There were so many recipes and so many changes in what I did that even I have a hard time remembering them all and hunting them down when I forget some of things I did or when other members ask me questions. What I usually do is to use the forum's search features. For example, if I want to find something that is on this thread, I use the search box at the top of the page (any page) of this thread. That almost always works but if not, I use the advanced search feature. Peter even made a thread on this subject and made it a sticky for members to refer to, including new members who are asked to read it when they become members. That thread is at http://www.pizzamaking.com/forum/index.php/topic,3101.0.html. If you plan to do much on the Detroit style of pizza for a future business, you may want to use the forum's search features. If you can't find what you are looking for, then you might raise the questions.
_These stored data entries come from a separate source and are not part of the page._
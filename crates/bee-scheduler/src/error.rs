use bee_common::BeeError;
use thiserror::Error;

#[derive(Error, Debug)]
pub enum SchedulerError {
    #[error("malformed task requirements: {0}")]
    MalformedRequirements(String),
}

impl From<SchedulerError> for BeeError {
    fn from(e: SchedulerError) -> Self {
        BeeError::BadRequest(e.to_string())
    }
}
However, I think that at some point you may want to read this entire thread and also the Buddy's thread, as painful and time consuming as that might be. There is very little that has not been covered in those two threads about the Buddy's dough and pizzas. You might even find something that will work for your planned business or give you something to start with.

The Occident flour you asked about is a bleached and bromated flour that is from Conagra. It has a protein content of 12.2% (Buddy's told me that). That is somewhere between an all-purpose flour and a bread flour. The Kyrol flour is a high gluten flour with a much higher protein content. We don't know if Buddy's is using the Occident flour, only that the flour that they are using is bromated and has a protein content of 12.2%.

This is what I am currently using for a formulation for a BuddyĎs clone dough for a one day cold ferment.

TF 0.1218
Flour 100% Occident bromated
Hydration 71.023%
IDY 0.80%
Salt 1.75% Kosher salt
Bowl residue compensation 2.0%

A final dough temperature is about around 75 degrees F.

9.5 ounces dough ball for a 4-square steel pan
19 ounces dough ball for a 8-square steel pan

Norma

Wow, Norma, they should give you combat pay for what they make you go through, just to sell pizzas.  It sounds like one of those Food Channel cooking contests, where the contestants are not allowed to bring any pre-made items, but must create everything on-site, from scratch - except I suspect that there's not much chance of someone handing you a giant $10,000 check at the end...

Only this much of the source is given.